By Anthony Egan SJ
Let us consider today a community, once heavily persecuted but now the establishment; a community of contemplation and action on behalf of humanity, driven by flashes of insight backed up by systematic hard work; a community that has sought the good – and sometimes made terrible mistakes.
No, not Christians or any other faith, but scientists.
The scientific method – hypothesis, experimentation, verification etc. – has become the default way of generating knowledge and new technologies.
Despite unfortunate by-products like nuclear weapons, science has made our world a better, safer place overall. Many political observers even note that it may be that the existence of nukes prevented a third world war. Scientific advances in medicine, even in the poorest countries, has dramatically reduced infant mortality, eliminated killer diseases like smallpox and drastically limited the lethality of others.
Of course there have been unintended consequences: rapidly rising population and degradation of the environment by pollution-inducing technologies causing climate change. Yet here too, the scientific method’s inbuilt commitment to revisiting hypotheses and self-correction have offered ways to address these crises.

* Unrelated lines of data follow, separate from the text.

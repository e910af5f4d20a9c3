pub mod bus;
pub mod route;
pub mod layout;
pub mod pricing;
pub mod inventory;
pub mod repository;

pub use bus::{Amenity, Bus, BusInput, BusType};
pub use route::{Route, RouteInput, StopPoint};
pub use layout::{Deck, LayoutKind, SeatLayout, SeatPosition, SeatSpec, SeatType};
pub use pricing::fare_total;
pub use inventory::SeatInventory;
pub use repository::{BusCatalog, RouteCatalog, SeatLayoutStore};
use async_trait::async_trait;
use chrono::{DateTime, NaiveDate, Utc};
use coach_catalog::StopPoint;
use coach_core::calendar::DayWindow;
use coach_core::payment::{PaymentMethod, PaymentStatus};
use coach_core::{StoreError, StoreResult};
use coach_order::{Booking, BookingFilter, BookingStatus, BookingStore, SeatAssignment};
use sqlx::types::Json;
use sqlx::PgPool;
use uuid::Uuid;

use crate::database::{backend, corrupt, is_seat_violation, store_err};

/// Postgres-backed bookings. Seats are mirrored into `booking_seats`, whose
/// partial unique index refuses a second confirmed holder for a seat.
pub struct PgBookingRepository {
    pool: PgPool,
}

impl PgBookingRepository {
    pub fn new(pool: PgPool) -> Self {
        Self { pool }
    }

    /// Which of `seats` are confirmed on the trip right now, in the given order.
    async fn held_seats(&self, booking: &Booking) -> StoreResult<Vec<String>> {
        let requested: Vec<String> = booking.seat_numbers().map(str::to_string).collect();
        let held: Vec<String> = sqlx::query_scalar(
            r#"
            SELECT seat_number FROM booking_seats
            WHERE active AND bus_id = $1 AND route_id = $2 AND journey_date = $3
              AND seat_number = ANY($4)
            "#,
        )
        .bind(booking.bus_id)
        .bind(booking.route_id)
        .bind(booking.journey_date)
        .bind(&requested)
        .fetch_all(&self.pool)
        .await
        .map_err(backend)?;

        Ok(requested.into_iter().filter(|s| held.contains(s)).collect())
    }
}

#[derive(sqlx::FromRow)]
struct BookingRow {
    id: Uuid,
    user_id: Uuid,
    bus_id: Uuid,
    route_id: Uuid,
    journey_date: NaiveDate,
    departs_at: DateTime<Utc>,
    seats: Json<Vec<SeatAssignment>>,
    boarding_point: Option<Json<StopPoint>>,
    dropping_point: Option<Json<StopPoint>>,
    total_amount: i64,
    payment_status: String,
    payment_method: Option<String>,
    transaction_id: Option<String>,
    booking_status: String,
    cancellation_reason: Option<String>,
    cancelled_at: Option<DateTime<Utc>>,
    refund_amount: i64,
    booking_code: String,
    created_at: DateTime<Utc>,
}

impl TryFrom<BookingRow> for Booking {
    type Error = StoreError;

    fn try_from(row: BookingRow) -> Result<Self, Self::Error> {
        let payment_method = row
            .payment_method
            .as_deref()
            .map(str::parse::<PaymentMethod>)
            .transpose()
            .map_err(|e| corrupt("payment method", e))?;
        Ok(Booking {
            id: row.id,
            user_id: row.user_id,
            bus_id: row.bus_id,
            route_id: row.route_id,
            journey_date: row.journey_date,
            departs_at: row.departs_at,
            seats: row.seats.0,
            boarding_point: row.boarding_point.map(|p| p.0),
            dropping_point: row.dropping_point.map(|p| p.0),
            total_amount: row.total_amount,
            payment_status: row
                .payment_status
                .parse::<PaymentStatus>()
                .map_err(|e| corrupt("payment status", e))?,
            payment_method,
            transaction_id: row.transaction_id,
            booking_status: row
                .booking_status
                .parse::<BookingStatus>()
                .map_err(|e| corrupt("booking status", e))?,
            cancellation_reason: row.cancellation_reason,
            cancelled_at: row.cancelled_at,
            refund_amount: row.refund_amount,
            booking_id: row.booking_code,
            created_at: row.created_at,
        })
    }
}

fn collect(rows: Vec<BookingRow>) -> StoreResult<Vec<Booking>> {
    rows.into_iter().map(Booking::try_from).collect()
}

const COLUMNS: &str = "id, user_id, bus_id, route_id, journey_date, departs_at, seats, boarding_point, \
     dropping_point, total_amount, payment_status, payment_method, transaction_id, booking_status, \
     cancellation_reason, cancelled_at, refund_amount, booking_code, created_at";

#[async_trait]
impl BookingStore for PgBookingRepository {
    async fn confirmed_for_trip(
        &self,
        bus_id: Uuid,
        route_id: Uuid,
        window: DayWindow,
    ) -> StoreResult<Vec<Booking>> {
        let rows = sqlx::query_as::<_, BookingRow>(&format!(
            "SELECT {} FROM bookings \
             WHERE bus_id = $1 AND route_id = $2 AND journey_date = $3 AND booking_status = 'confirmed'",
            COLUMNS
        ))
        .bind(bus_id)
        .bind(route_id)
        .bind(window.date())
        .fetch_all(&self.pool)
        .await
        .map_err(backend)?;
        collect(rows)
    }

    async fn create(&self, booking: &Booking) -> StoreResult<()> {
        let mut tx = self.pool.begin().await.map_err(backend)?;

        sqlx::query(
            r#"
            INSERT INTO bookings (id, user_id, bus_id, route_id, journey_date, departs_at, seats,
                                  boarding_point, dropping_point, total_amount, payment_status,
                                  payment_method, transaction_id, booking_status, refund_amount,
                                  booking_code, created_at)
            VALUES ($1, $2, $3, $4, $5, $6, $7, $8, $9, $10, $11, $12, $13, $14, $15, $16, $17)
            "#,
        )
        .bind(booking.id)
        .bind(booking.user_id)
        .bind(booking.bus_id)
        .bind(booking.route_id)
        .bind(booking.journey_date)
        .bind(booking.departs_at)
        .bind(Json(&booking.seats))
        .bind(booking.boarding_point.as_ref().map(Json))
        .bind(booking.dropping_point.as_ref().map(Json))
        .bind(booking.total_amount)
        .bind(booking.payment_status.as_str())
        .bind(booking.payment_method.map(|m| m.as_str()))
        .bind(&booking.transaction_id)
        .bind(booking.booking_status.as_str())
        .bind(booking.refund_amount)
        .bind(&booking.booking_id)
        .bind(booking.created_at)
        .execute(&mut *tx)
        .await
        .map_err(|e| store_err(e, "Booking code already exists"))?;

        let mut seat_conflict = false;
        for seat in booking.seat_numbers() {
            let inserted = sqlx::query(
                r#"
                INSERT INTO booking_seats (booking_id, bus_id, route_id, journey_date, seat_number, active)
                VALUES ($1, $2, $3, $4, $5, TRUE)
                "#,
            )
            .bind(booking.id)
            .bind(booking.bus_id)
            .bind(booking.route_id)
            .bind(booking.journey_date)
            .bind(seat)
            .execute(&mut *tx)
            .await;

            match inserted {
                Ok(_) => {}
                Err(err) if is_seat_violation(&err) => {
                    seat_conflict = true;
                    break;
                }
                Err(err) => return Err(backend(err)),
            }
        }

        if seat_conflict {
            tx.rollback().await.map_err(backend)?;
            let taken = self.held_seats(booking).await?;
            tracing::warn!(booking_id = %booking.booking_id, seats = ?taken, "Seat index rejected booking");
            return Err(StoreError::SeatsTaken(taken));
        }

        tx.commit().await.map_err(backend)?;
        Ok(())
    }

    async fn booking(&self, id: Uuid) -> StoreResult<Option<Booking>> {
        let row = sqlx::query_as::<_, BookingRow>(&format!("SELECT {} FROM bookings WHERE id = $1", COLUMNS))
            .bind(id)
            .fetch_optional(&self.pool)
            .await
            .map_err(backend)?;
        row.map(Booking::try_from).transpose()
    }

    async fn update(&self, booking: &Booking) -> StoreResult<()> {
        let mut tx = self.pool.begin().await.map_err(backend)?;

        sqlx::query(
            r#"
            UPDATE bookings
            SET payment_status = $2, payment_method = $3, transaction_id = $4, booking_status = $5,
                cancellation_reason = $6, cancelled_at = $7, refund_amount = $8
            WHERE id = $1
            "#,
        )
        .bind(booking.id)
        .bind(booking.payment_status.as_str())
        .bind(booking.payment_method.map(|m| m.as_str()))
        .bind(&booking.transaction_id)
        .bind(booking.booking_status.as_str())
        .bind(&booking.cancellation_reason)
        .bind(booking.cancelled_at)
        .bind(booking.refund_amount)
        .execute(&mut *tx)
        .await
        .map_err(backend)?;

        sqlx::query("UPDATE booking_seats SET active = $2 WHERE booking_id = $1")
            .bind(booking.id)
            .bind(booking.is_confirmed())
            .execute(&mut *tx)
            .await
            .map_err(backend)?;

        tx.commit().await.map_err(backend)?;
        Ok(())
    }

    async fn bookings_for_user(&self, user_id: Uuid) -> StoreResult<Vec<Booking>> {
        let rows = sqlx::query_as::<_, BookingRow>(&format!(
            "SELECT {} FROM bookings WHERE user_id = $1 ORDER BY created_at DESC",
            COLUMNS
        ))
        .bind(user_id)
        .fetch_all(&self.pool)
        .await
        .map_err(backend)?;
        collect(rows)
    }

    async fn list_bookings(&self, filter: &BookingFilter) -> StoreResult<Vec<Booking>> {
        let rows = sqlx::query_as::<_, BookingRow>(&format!(
            "SELECT {} FROM bookings \
             WHERE ($1::text IS NULL OR booking_status = $1) \
               AND ($2::date IS NULL OR journey_date = $2) \
               AND ($3::uuid IS NULL OR bus_id = $3) \
             ORDER BY created_at DESC",
            COLUMNS
        ))
        .bind(filter.status.map(|s| s.as_str()))
        .bind(filter.date)
        .bind(filter.bus_id)
        .fetch_all(&self.pool)
        .await
        .map_err(backend)?;
        collect(rows)
    }

    async fn has_upcoming_for_bus(&self, bus_id: Uuid, from: NaiveDate) -> StoreResult<bool> {
        sqlx::query_scalar(
            "SELECT EXISTS (SELECT 1 FROM bookings \
             WHERE bus_id = $1 AND journey_date >= $2 AND booking_status = 'confirmed')",
        )
        .bind(bus_id)
        .bind(from)
        .fetch_one(&self.pool)
        .await
        .map_err(backend)
    }

    async fn has_upcoming_for_route(&self, route_id: Uuid, from: NaiveDate) -> StoreResult<bool> {
        sqlx::query_scalar(
            "SELECT EXISTS (SELECT 1 FROM bookings \
             WHERE route_id = $1 AND journey_date >= $2 AND booking_status = 'confirmed')",
        )
        .bind(route_id)
        .bind(from)
        .fetch_one(&self.pool)
        .await
        .map_err(backend)
    }

    async fn upcoming_for_bus(&self, bus_id: Uuid, from: NaiveDate) -> StoreResult<Vec<Booking>> {
        let rows = sqlx::query_as::<_, BookingRow>(&format!(
            "SELECT {} FROM bookings \
             WHERE bus_id = $1 AND journey_date >= $2 AND booking_status = 'confirmed'",
            COLUMNS
        ))
        .bind(bus_id)
        .bind(from)
        .fetch_all(&self.pool)
        .await
        .map_err(backend)?;
        collect(rows)
    }
}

So why do many religious communities resist science or treat it with suspicion?
First there is the claim that scientist are ‘playing God’, manipulating the natural world in their own image. But everyone plays God: every time one takes a headache tablet, goes for a winter flu jab, plants crops in an area where they don’t grow naturally, to name but a few. If we are to be consistent we should do nothing: become migratory hunter-gatherers. And die young and hungry.
Second, there is the claim that science has gone too far, that it is out of control. Whose control? And by what criteria should we judge too far? Scientists set controls. No respectable research is done these days without ethics clearances, the latter obtained after systematic, careful and often tedious review by peers and representatives of the wider community, subject to state and international laws.
Third, one hears that science is anti-religion, Godless. This is partly true: though many scientists have personal religious beliefs, the scientific method holds to no religious creed because its primary concern is exploration of the natural, material world. Many scientists, including believing scientists, object to religious people giving supernatural ‘answers’ to questions that short-circuit or deny research-based evidence.
I don’t blame them. We in the religious community need to look to our theologies to see what has gone wrong. Science blossomed in medieval Muslim cultures and in many eras of Christian Europe. It only broke down (and then only in parts) when religion lost its political dominance. Secular governance and the scientific method fed off each other. Religions struggled to come to terms with this. Fundamentalism is its tragic result.
Instead of retreating into condemnations of science, religions need to engage with science and with their own theologies. On the latter we should ask ourselves how far our doctrines are framed in pre-scientific language and need updating or revision.
I honestly don’t see how we can avoid this if we are to survive in the Third Millennium.